## Task directions
Every line below that holds the string "flusher" must be copied.

## Data for review

//! Filesystem watching for the managed roots.
//!
//! [`WatchRegistry`] keeps one recursive `notify` watcher per
//! [`WatchDomain`] and delivers filtered, batched [`WatchEvent`]s to attached
//! observers from a dedicated flusher thread.
//!
//! # Example
//!
//! ```rust,ignore
//! use modvault_core::watch::{RootPaths, WatchRegistry};
//!
//! let registry = WatchRegistry::default();
//! let (_subscription, rx) = registry.channel();
//! registry.set_paths(config.watch_paths());
//!
//! while let Ok(batch) = rx.recv() {
//!     for event in batch {
//!         println!("{} {:?} {:?}", event.domain, event.kind, event.path);
//!     }
//! }
//! ```

mod event;
mod filter;
mod queue;
mod registry;

pub use event::{RootPaths, WatchDomain, WatchEvent, WatchEventKind};
pub use filter::IgnoreFilter;
pub use queue::EventQueue;
pub use registry::{ObserverId, Subscription, WatchRegistry, WatcherState};

use std::time::Duration;

/// Default delay between the first queued event and delivery
pub const DEFAULT_FLUSH_INTERVAL: Duration = Duration::from_millis(250);
/// Default largest batch handed to observers
pub const DEFAULT_MAX_BATCH: usize = 25;
/// Default queue size at which the oldest events are dropped
pub const DEFAULT_QUEUE_CEILING: usize = 1000;

/// Tuning for a [`WatchRegistry`]
#[derive(Debug, Clone)]
pub struct WatchSettings {
    pub flush_interval: Duration,
    pub max_batch: usize,
    pub queue_ceiling: usize,
    /// Extra ignore patterns on top of the built-in ones
    pub ignore_patterns: Vec<String>,
}

impl Default for WatchSettings {
    fn default() -> Self {
        Self {
            flush_interval: DEFAULT_FLUSH_INTERVAL,
            max_batch: DEFAULT_MAX_BATCH,
            queue_ceiling: DEFAULT_QUEUE_CEILING,
            ignore_patterns: Vec::new(),
        }
    }
}

/// Receives batches of watch events.
///
/// Called from the registry's flusher thread; implementations should return
/// quickly.
pub trait WatchObserver: Send + Sync {
    fn on_batch(&self, events: &[WatchEvent]);

    /// A closed observer is dropped at the next delivery.
    fn is_closed(&self) -> bool {
        false
    }
}
/// Replaces the contents of `dst` with a copy of `src`.
///
/// Both directories are created if missing. Overlapping directories are
/// refused since clearing `dst` would destroy `src`.
pub fn mirror_into(dst: &Path, src: &Path) -> Result<MirrorStats> {
    if is_inside(dst, src) || is_inside(src, dst) {
        return Err(Error::Other(format!(
            "Refusing to mirror {} into overlapping directory {}",
            src.display(),
            dst.display()
        )));
    }

    ensure_dir(dst)?;
    ensure_dir(src)?;

    for entry in fs::read_dir(dst)? {
        remove_entry(&entry?.path())?;
    }

    copy_tree(src, dst)
}

/// Fills a staging directory next to `dest` with `fill`, then renames it over
/// the reserved (empty) `dest`.
///
/// On failure the staging directory and `dest` are both removed, leaving no
/// partial snapshot behind.
pub(crate) fn publish_snapshot<F>(dest: &Path, fill: F) -> Result<MirrorStats>
where
    F: FnOnce(&Path) -> Result<MirrorStats>,
{
    let staging = staging_path(dest)?;
    remove_entry(&staging)?;

    let result = fill(&staging).and_then(|stats| {
        fs::remove_dir(dest)?;
        fs::rename(&staging, dest)?;
        Ok(stats)
    });

    if result.is_err() {
        for leftover in [&staging, dest] {
            if let Err(e) = remove_entry(leftover) {
                tracing::warn!("Could not remove {}: {}", leftover.display(), e);
            }
        }
    }
    result
}

fn staging_path(dest: &Path) -> Result<PathBuf> {
    let (Some(parent), Some(name)) = (dest.parent(), dest.file_name()) else {
        return Err(Error::Other(format!(
            "Snapshot path has no parent: {}",
            dest.display()
        )));
    };
    Ok(parent.join(format!(".{}{}", name.to_string_lossy(), PARTIAL_SUFFIX)))
}

/// True for `YYYYMMDDHHMMSS` optionally followed by `-N`.
pub fn is_snapshot_name(name: &str) -> bool {
    let (Some(stamp), Some(suffix)) = (name.get(..STAMP_LEN), name.get(STAMP_LEN..)) else {
        return false;
    };
    let stamp_ok = stamp.bytes().all(|b| b.is_ascii_digit())
        && NaiveDateTime::parse_from_str(stamp, STAMP_FORMAT).is_ok();
    let suffix_ok = suffix.is_empty()
        || suffix
            .strip_prefix('-')
            .is_some_and(|n| !n.is_empty() && n.bytes().all(|b| b.is_ascii_digit()));
    stamp_ok && suffix_ok
}

/// Newest snapshot directory of `root` by modification time.
pub fn pick_latest(root: &Path) -> Option<PathBuf> {
    let mut dirs = snapshot_dirs(root).ok()?;
    dirs.sort_by(|(a_path, a_time), (b_path, b_time)| {
        b_time.cmp(a_time).then_with(|| b_path.cmp(a_path))
    });
    dirs.into_iter().next().map(|(path, _)| path)
}

/// True if `path` has no entries. Missing or unreadable counts as empty.
pub fn is_empty_dir(path: &Path) -> bool {
    match fs::read_dir(path) {
        Ok(mut entries) => entries.next().is_none(),
        Err(_) => true,
    }
}

/// Creates a new directory under `root` named after the current local time,
/// optionally followed by `-label`. On collision `-1`, `-2`, ... is appended.
pub(crate) fn create_stamped_dir(root: &Path, label: Option<&str>) -> Result<PathBuf> {
    let stamp = Local::now().format(STAMP_FORMAT).to_string();
    let base = match label {
        Some(label) => format!("{}-{}", stamp, label),
        None => stamp,
    };

    let mut attempt = 0u32;
    loop {
        let name = if attempt == 0 {
            base.clone()
        } else {
            format!("{}-{}", base, attempt)
        };
        let path = safe_join(root, &name)?;
        match fs::create_dir(&path) {
            Ok(()) => return Ok(path),
            Err(e) if e.kind() == std::io::ErrorKind::AlreadyExists => attempt += 1,
            Err(e) => return Err(e.into()),
        }
    }
}

fn snapshot_dirs(root: &Path) -> Result<Vec<(PathBuf, SystemTime)>> {
    let read_dir = match fs::read_dir(root) {
        Ok(rd) => rd,
        Err(e) if e.kind() == std::io::ErrorKind::NotFound => return Ok(Vec::new()),
        Err(e) => return Err(e.into()),
    };

    let mut dirs = Vec::new();
    for entry in read_dir {
        let entry = entry?;
        if !is_snapshot_name(&entry.file_name().to_string_lossy()) {
            continue;
        }
        let meta = entry.metadata()?;
        if meta.is_dir() {
            let modified = meta.modified().unwrap_or(SystemTime::UNIX_EPOCH);
            dirs.push((entry.path(), modified));
        }
    }
    Ok(dirs)
}

fn tree_stats(path: &Path) -> MirrorStats {
    let mut stats = MirrorStats::default();
    for entry in WalkDir::new(path).into_iter().filter_map(|e| e.ok()) {
        if entry.file_type().is_file() {
            stats.files += 1;
            stats.bytes += entry.metadata().map(|m| m.len()).unwrap_or(0);
        }
    }
    stats
}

## Exercise result
//! observers from a dedicated flusher thread.
/// Called from the registry's flusher thread; implementations should return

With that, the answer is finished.